*** Block opens ***

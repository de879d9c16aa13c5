pub mod audio;
pub mod beat_detection;
pub mod candidate;
pub mod chart;
pub mod difficulty;
pub mod error;
pub mod packager;
pub mod pattern;
pub mod progress;
pub mod style;

use audio::Waveform;
use beat_detection::BeatGrid;
use candidate::{CandidateContext, ChartBundle};
use difficulty::DifficultyModel;
use error::Result;
use packager::PackageFormat;
use progress::{CancelToken, ProgressSink};
use rand::Rng;
use std::path::{Path, PathBuf};
use style::{StyleMix, StylePolicy};

/// Engine configuration, distinct from the per-request [`StylePolicy`].
#[derive(Clone, Debug)]
pub struct GeneratorConfig {
    pub lane_count: u8,
    pub output_dir: PathBuf,
    pub format: PackageFormat,
    /// Accepted band around the requested star rating.
    pub tolerance: f32,
    /// Regeneration budget per candidate.
    pub max_attempts: u32,
}

impl Default for GeneratorConfig {
    fn default() -> Self {
        GeneratorConfig {
            lane_count: 4,
            output_dir: PathBuf::from("outputs"),
            format: PackageFormat::Json,
            tolerance: 0.3,
            max_attempts: 4,
        }
    }
}

/// The generation engine. Stateless between invocations; every request is
/// driven entirely by its inputs.
pub struct Generator {
    config: GeneratorConfig,
}

impl Generator {
    pub fn new(config: GeneratorConfig) -> Self {
        Generator { config }
    }

    /// Full pipeline: decode, analyze, and generate `policy.count` packaged
    /// candidate charts.
    pub fn generate(
        &self,
        audio_path: &Path,
        title: &str,
        artist: &str,
        policy: &StylePolicy,
        progress: &dyn ProgressSink,
        cancel: &CancelToken,
    ) -> Result<ChartBundle> {
        let waveform = Waveform::load(audio_path)?;
        log::info!(
            "decoded {}: {:.1}s at {} Hz",
            audio_path.display(),
            waveform.duration(),
            waveform.sample_rate
        );
        self.generate_from_waveform(&waveform, title, artist, policy, progress, cancel)
    }

    /// Entry point for callers that already hold decoded audio.
    pub fn generate_from_waveform(
        &self,
        waveform: &Waveform,
        title: &str,
        artist: &str,
        policy: &StylePolicy,
        progress: &dyn ProgressSink,
        cancel: &CancelToken,
    ) -> Result<ChartBundle> {
        let mono = waveform.to_mono();
        let grid = BeatGrid::from_waveform(&mono, waveform.sample_rate);
        log::info!("beat grid: {:.1} BPM over {:.1}s", grid.bpm, grid.duration);
        self.generate_on_grid(&grid, title, artist, policy, progress, cancel)
    }

    /// Generate against a prepared beat grid.
    pub fn generate_on_grid(
        &self,
        grid: &BeatGrid,
        title: &str,
        artist: &str,
        policy: &StylePolicy,
        progress: &dyn ProgressSink,
        cancel: &CancelToken,
    ) -> Result<ChartBundle> {
        // Degenerate style configurations fail before any generation
        let mix = StyleMix::from_policy(policy)?;
        let model = DifficultyModel::from_policy(policy, &mix, self.config.lane_count);
        model.check_feasible(grid, policy.step)?;

        let base_seed = policy
            .seed
            .unwrap_or_else(|| rand::thread_rng().gen::<u64>());
        log::info!(
            "generating {} candidate(s), base seed {base_seed}, target {:.1} stars",
            policy.count.max(1),
            policy.star_rating
        );

        let ctx = CandidateContext {
            grid,
            mix: &mix,
            model: &model,
            policy,
            title,
            artist,
            lane_count: self.config.lane_count,
            tolerance: self.config.tolerance,
            max_attempts: self.config.max_attempts,
            output_dir: &self.config.output_dir,
            format: self.config.format,
        };
        candidate::generate_bundle(&ctx, base_seed, progress, cancel)
    }
}

#[cfg(test)]
mod tests {
    use super::*;
    use progress::NullProgress;
    use style::{MapType, PatternKind};

    fn generator(dir: &Path) -> Generator {
        Generator::new(GeneratorConfig {
            output_dir: dir.to_path_buf(),
            ..GeneratorConfig::default()
        })
    }

    fn rice_policy(seed: u64) -> StylePolicy {
        let mut policy = StylePolicy::default();
        policy.star_rating = 4.0;
        policy.map_type = MapType::Rice;
        policy.ln_ratio = 0.0;
        policy.seed = Some(seed);
        policy.count = 1;
        policy
    }

    #[test]
    fn test_rice_scenario_120s_120bpm() {
        // 120s of 120 BPM, sr 4.0, all biases disabled, Rice, seed 42
        let dir = tempfile::tempdir().unwrap();
        let grid = BeatGrid::uniform(120.0, 120.0);
        let policy = rice_policy(42);

        let bundle = generator(dir.path())
            .generate_on_grid(&grid, "Song", "Artist", &policy, &NullProgress, &CancelToken::new())
            .unwrap();

        assert_eq!(bundle.charts.len(), 1);
        let chart = &bundle.charts[0].chart;
        assert!(chart.long_note_fraction() < 0.10);
        assert!(
            (chart.star_rating - 4.0).abs() <= 0.3,
            "realized rating {} outside tolerance",
            chart.star_rating
        );
        assert!(bundle.charts[0].path.exists());
    }

    #[test]
    fn test_chordjack_scenario_raises_jacks() {
        let dir = tempfile::tempdir().unwrap();
        let grid = BeatGrid::uniform(120.0, 120.0);
        let gen = generator(dir.path());

        let baseline = gen
            .generate_on_grid(&grid, "Song", "Artist", &rice_policy(42), &NullProgress, &CancelToken::new())
            .unwrap();

        let mut cj = rice_policy(42);
        cj.enable(PatternKind::Chordjack, 17);
        let chordjack = gen
            .generate_on_grid(&grid, "Song", "Artist", &cj, &NullProgress, &CancelToken::new())
            .unwrap();

        let window_ms = difficulty::JACK_RATING_WINDOW * 1000.0;
        let base_jacks = baseline.charts[0].chart.jack_count(window_ms);
        let cj_jacks = chordjack.charts[0].chart.jack_count(window_ms);
        assert!(
            cj_jacks > base_jacks,
            "chordjack jacks {cj_jacks} not above baseline {base_jacks}"
        );
    }

    #[test]
    fn test_full_request_is_deterministic_per_seed() {
        let dir_a = tempfile::tempdir().unwrap();
        let dir_b = tempfile::tempdir().unwrap();
        let grid = BeatGrid::uniform(140.0, 45.0);
        let policy = rice_policy(7);

        let a = generator(dir_a.path())
            .generate_on_grid(&grid, "S", "A", &policy, &NullProgress, &CancelToken::new())
            .unwrap();
        let b = generator(dir_b.path())
            .generate_on_grid(&grid, "S", "A", &policy, &NullProgress, &CancelToken::new())
            .unwrap();
        assert_eq!(a.charts[0].chart.notes, b.charts[0].chart.notes);
    }

    #[test]
    fn test_no_active_style_fails_before_generation() {
        let dir = tempfile::tempdir().unwrap();
        let grid = BeatGrid::uniform(120.0, 30.0);
        let mut policy = StylePolicy::default();
        policy.map_type = MapType::Hybrid;
        policy.ln_ratio = 0.0;
        policy.seed = Some(1);

        let err = generator(dir.path())
            .generate_on_grid(&grid, "S", "A", &policy, &NullProgress, &CancelToken::new())
            .unwrap_err();
        assert!(matches!(err, error::GenError::NoActiveStyle));
        // Nothing was written
        assert_eq!(std::fs::read_dir(dir.path()).unwrap().count(), 0);
    }

    #[test]
    fn test_end_to_end_from_synthesized_waveform() {
        // 20s click track at 120 BPM
        let sample_rate = 8000u32;
        let mut samples = vec![0.0f32; sample_rate as usize * 20];
        let mut t = 0.0f32;
        while t < 20.0 {
            let start = (t * sample_rate as f32) as usize;
            for i in 0..200usize.min(samples.len() - start) {
                samples[start + i] = ((i as f32 * 0.9).sin()) * (1.0 - i as f32 / 200.0);
            }
            t += 0.5;
        }
        let waveform = Waveform {
            samples,
            sample_rate,
            channels: 1,
        };

        let dir = tempfile::tempdir().unwrap();
        let bundle = generator(dir.path())
            .generate_from_waveform(
                &waveform,
                "Click",
                "Metronome",
                &rice_policy(3),
                &NullProgress,
                &CancelToken::new(),
            )
            .unwrap();
        assert_eq!(bundle.charts.len(), 1);
        assert!(!bundle.charts[0].chart.notes.is_empty());
    }
}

*** Block closes ***

» Problem to work on:
Out of the preceding entries, pull each line that contains the word "packager".

» Reply:
pub mod packager;
use packager::PackageFormat;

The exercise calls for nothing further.